The Triverse is
Mid-Earth, an alternate 1980s London
Max-Earth, a vision of the 26th century
Palinor, where magic is real
Previously: It’s been five years, and Yannick Clarke had assumed that Lola Styles, stranded on Palinor, was long dead…until he received a message with instructions to meet her…
Space.
2550. February.
The realities of space travel drove Clarke up the wall. He’d fully expected the boffins of the future to have worked it all out, so that it was like getting a bus to the shops. Instead, he was trapped in a spaceship for days, the sensation of gravity building, dropping and building again over the course of the journey, generating an unpleasant queasiness that he never quite got used to. Ceres hadn’t been at the full gravitational power of Earth, but it was at least constant.

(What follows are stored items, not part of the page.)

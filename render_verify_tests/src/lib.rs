// Copyright 2024 the Vello Authors
// SPDX-License-Identifier: Apache-2.0 OR MIT

//! Render Verify test harness.
//!
//! Drives a [`Rasterizer`] through two render passes of the same scene and verifies the
//! second capture against the first. Failing runs leave image artifacts behind, see
//! [`ArtifactPaths`] for their names.
//!
//! A few environment variables change what is written. Each takes either `all` or a
//! comma separated list of test names:
//!
//! - `RENDER_VERIFY_FORCE_DIFF`: always compute and export the difference buffer.
//! - `RENDER_VERIFY_DEBUG`: always write the rendered capture.
//! - `RENDER_VERIFY_CREATE`: create missing reference images.
//! - `RENDER_VERIFY_UPDATE`: replace reference images that no longer match.
//!
//! `RENDER_VERIFY_ARTIFACTS` overrides the directory artifacts are written to.

// LINEBENDER LINT SET - lib.rs - v2
// See https://linebender.org/wiki/canonical-lints/
// These lints aren't included in Cargo.toml because they
// shouldn't apply to examples and tests
#![warn(unused_crate_dependencies)]
#![warn(clippy::print_stdout, clippy::print_stderr)]
// Targeting e.g. 32-bit means structs containing usize can give false positives for 64-bit.
#![cfg_attr(target_pointer_width = "64", warn(clippy::trivially_copy_pass_by_ref))]
// END LINEBENDER LINT SET
#![cfg_attr(docsrs, feature(doc_cfg))]
// The following lints are part of the Linebender standard set,
// but resolving them has been deferred for now.
// Feel free to send a PR that solves one or more of these.
#![allow(
    missing_debug_implementations,
    unreachable_pub,
    missing_docs,
    clippy::missing_assert_message,
    clippy::allow_attributes_without_reason
)]

use std::env;
use std::path::{Path, PathBuf};

use anyhow::Result;
use render_verify::{
    compute_difference, Color, FrameBuffer, Region, RenderBuffer, RenderVerifier,
    DEFAULT_AMPLIFICATION, DEFAULT_TOLERANCE,
};

mod artifacts;
mod compare;
mod registry;
mod snapshot;

pub use artifacts::ArtifactPaths;
pub use compare::{run_render_test, Verdict};
pub use registry::{
    animatable_property, Animatable, Constructor, ObjectCategory, PropertyKind, Registry,
    SetupError,
};
pub use snapshot::run_reference_test;

/// The environment variable overriding where artifacts are written.
pub const ARTIFACTS_ENV_VAR: &str = "RENDER_VERIFY_ARTIFACTS";
const FORCE_DIFF_ENV_VAR: &str = "RENDER_VERIFY_FORCE_DIFF";
const DEBUG_ENV_VAR: &str = "RENDER_VERIFY_DEBUG";
const CREATE_ENV_VAR: &str = "RENDER_VERIFY_CREATE";
const UPDATE_ENV_VAR: &str = "RENDER_VERIFY_UPDATE";

/// Produces captures of a scene.
///
/// This is the seam to the renderer under test. It must return a capture of exactly
/// `params.width` by `params.height` pixels, with `params.background` underneath the
/// scene.
pub trait Rasterizer {
    type Scene: ?Sized;

    fn render(&mut self, scene: &Self::Scene, params: &TestParams) -> Result<FrameBuffer>;
}

/// Everything needed to run one test case.
#[derive(Clone, Debug)]
pub struct TestParams {
    pub name: String,
    pub width: u16,
    pub height: u16,
    pub background: Color,
    /// The default tolerance of every pixel in the baseline.
    pub tolerance: Color,
    /// Tolerances widened on top of the default, in order.
    pub tolerance_regions: Vec<(Region, Color)>,
    /// If set, pixels matching the background get at least this tolerance.
    pub background_tolerance: Option<Color>,
    /// The scale applied to deviations in the difference buffer.
    pub amplification: f32,
    pub artifact_dir: PathBuf,
}

impl TestParams {
    pub fn new(name: impl Into<String>, width: u16, height: u16) -> Self {
        Self {
            name: name.into(),
            width,
            height,
            background: Color::WHITE,
            tolerance: DEFAULT_TOLERANCE,
            tolerance_regions: Vec::new(),
            background_tolerance: None,
            amplification: DEFAULT_AMPLIFICATION,
            artifact_dir: default_artifact_dir(),
        }
    }

    #[must_use]
    pub fn with_background(mut self, background: Color) -> Self {
        self.background = background;
        self
    }

    #[must_use]
    pub fn with_tolerance(mut self, tolerance: Color) -> Self {
        self.tolerance = tolerance;
        self
    }

    /// Allow a larger deviation inside `region`, e.g. along anti-aliased edges.
    #[must_use]
    pub fn with_region_tolerance(mut self, region: Region, tolerance: Color) -> Self {
        self.tolerance_regions.push((region, tolerance));
        self
    }

    #[must_use]
    pub fn with_background_tolerance(mut self, tolerance: Color) -> Self {
        self.background_tolerance = Some(tolerance);
        self
    }

    #[must_use]
    pub fn with_amplification(mut self, amplification: f32) -> Self {
        self.amplification = amplification;
        self
    }

    #[must_use]
    pub fn with_artifact_dir(mut self, dir: impl Into<PathBuf>) -> Self {
        self.artifact_dir = dir.into();
        self
    }

    /// Wrap a baseline capture into a [`RenderBuffer`] with this test's tolerances.
    pub fn baseline(&self, frame: FrameBuffer) -> RenderBuffer {
        let mut baseline =
            RenderBuffer::new(frame, self.background).with_default_tolerance(self.tolerance);
        baseline.add_default_tolerances();
        for (region, tolerance) in &self.tolerance_regions {
            baseline.add_region_tolerance(*region, *tolerance);
        }
        if let Some(tolerance) = self.background_tolerance {
            baseline.relax_background(tolerance);
        }
        baseline
    }

    /// The artifact paths for this test.
    pub fn artifact_paths(&self) -> ArtifactPaths {
        ArtifactPaths::new(&self.artifact_dir, &self.name)
    }
}

fn default_artifact_dir() -> PathBuf {
    match env::var_os(ARTIFACTS_ENV_VAR) {
        Some(dir) => PathBuf::from(dir),
        None => Path::new(env!("CARGO_MANIFEST_DIR")).join("artifacts"),
    }
}

/// Render one pass, failing if the capture isn't the requested size.
fn render_pass<R: Rasterizer>(
    rasterizer: &mut R,
    scene: &R::Scene,
    params: &TestParams,
    pass: &str,
) -> Result<FrameBuffer> {
    let frame = rasterizer.render(scene, params)?;
    if frame.size() != (params.width, params.height) {
        return Err(render_verify::Error::DimensionMismatch {
            expected: (params.width, params.height),
            actual: frame.size(),
        }
        .into());
    }
    log::debug!(
        "{}: {pass} pass captured {}x{}",
        params.name,
        frame.width(),
        frame.height()
    );
    Ok(frame)
}

/// Verify `actual` against `baseline`, exporting artifacts if it fails.
///
/// Only structural problems (such as a size mismatch) are errors. Failing to write
/// artifacts is logged and recorded on the verdict.
fn verify_against(
    actual: &FrameBuffer,
    baseline: &RenderBuffer,
    params: &TestParams,
) -> Result<Verdict> {
    let mut verifier = RenderVerifier::new();
    let failures = verifier.verify_render(actual, baseline)?;
    let mut verdict = Verdict {
        name: params.name.clone(),
        failures,
        mismatches: verifier.mismatches().to_vec(),
        difference: None,
        artifacts: Vec::new(),
        export_errors: Vec::new(),
    };
    let paths = params.artifact_paths();
    if failures != 0 || env_var_relates_to(FORCE_DIFF_ENV_VAR, &params.name) {
        let difference = compute_difference(actual, baseline, params.amplification)?;
        paths.export_all(actual, baseline, &difference, &mut verdict);
        verdict.difference = Some(difference);
    } else if env_var_relates_to(DEBUG_ENV_VAR, &params.name) {
        paths.export_rendered(actual, &mut verdict);
    } else {
        paths.remove_stale();
    }
    Ok(verdict)
}

/// Determine whether the value of the environment variable `env_var`
/// includes a specific test.
/// This is used when updating tests, or dumping the debug output
fn env_var_relates_to(env_var: &'static str, name: &str) -> bool {
    if let Ok(val) = env::var(env_var) {
        if val.eq_ignore_ascii_case("all") {
            return true;
        }
        for test in val.split(',') {
            if test.trim().eq_ignore_ascii_case(name) {
                return true;
            }
        }
    }
    false
}

#[cfg(test)]
mod tests {
    use super::{env_var_relates_to, TestParams};
    use render_verify::{Color, Grid, Region, DEFAULT_TOLERANCE};

    #[test]
    fn env_var_lists_tests() {
        const VAR: &str = "RENDER_VERIFY_UNIT_ENV_VAR";
        std::env::set_var(VAR, "first, Second");
        assert!(env_var_relates_to(VAR, "first"));
        assert!(env_var_relates_to(VAR, "second"));
        assert!(!env_var_relates_to(VAR, "third"));
        std::env::set_var(VAR, "ALL");
        assert!(env_var_relates_to(VAR, "third"));
        std::env::remove_var(VAR);
        assert!(!env_var_relates_to(VAR, "first"));
    }

    #[test]
    fn baseline_applies_tolerances_in_order() {
        let params = TestParams::new("baseline_tolerances", 4, 1)
            .with_background(Color::BLACK)
            .with_region_tolerance(Region::new(1, 0, 1, 1), Color::splat(0.2))
            .with_background_tolerance(Color::splat(0.1));
        let frame = Grid::from_fn(4, 1, |x, _| if x < 2 { Color::BLACK } else { Color::WHITE });
        let baseline = params.baseline(frame);
        assert_eq!(baseline.tolerance().get(0, 0), Color::splat(0.1));
        assert_eq!(baseline.tolerance().get(1, 0), Color::splat(0.2));
        assert_eq!(baseline.tolerance().get(2, 0), DEFAULT_TOLERANCE);
        assert_eq!(baseline.background(), Color::BLACK);
    }
}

Halfway through the journey all the passengers had to strap themselves into specially designed seats, while the spaceship flipped 180 degrees and began its long deceleration. There was something oddly archaic about the whole thing. It was still rockets pushing objects around, albeit on a massive scale and with essentially limitless power reserves. None of that impressed Clarke: all he knew was that he was stuck inside a shopping mall for over three days with no possibility of escape.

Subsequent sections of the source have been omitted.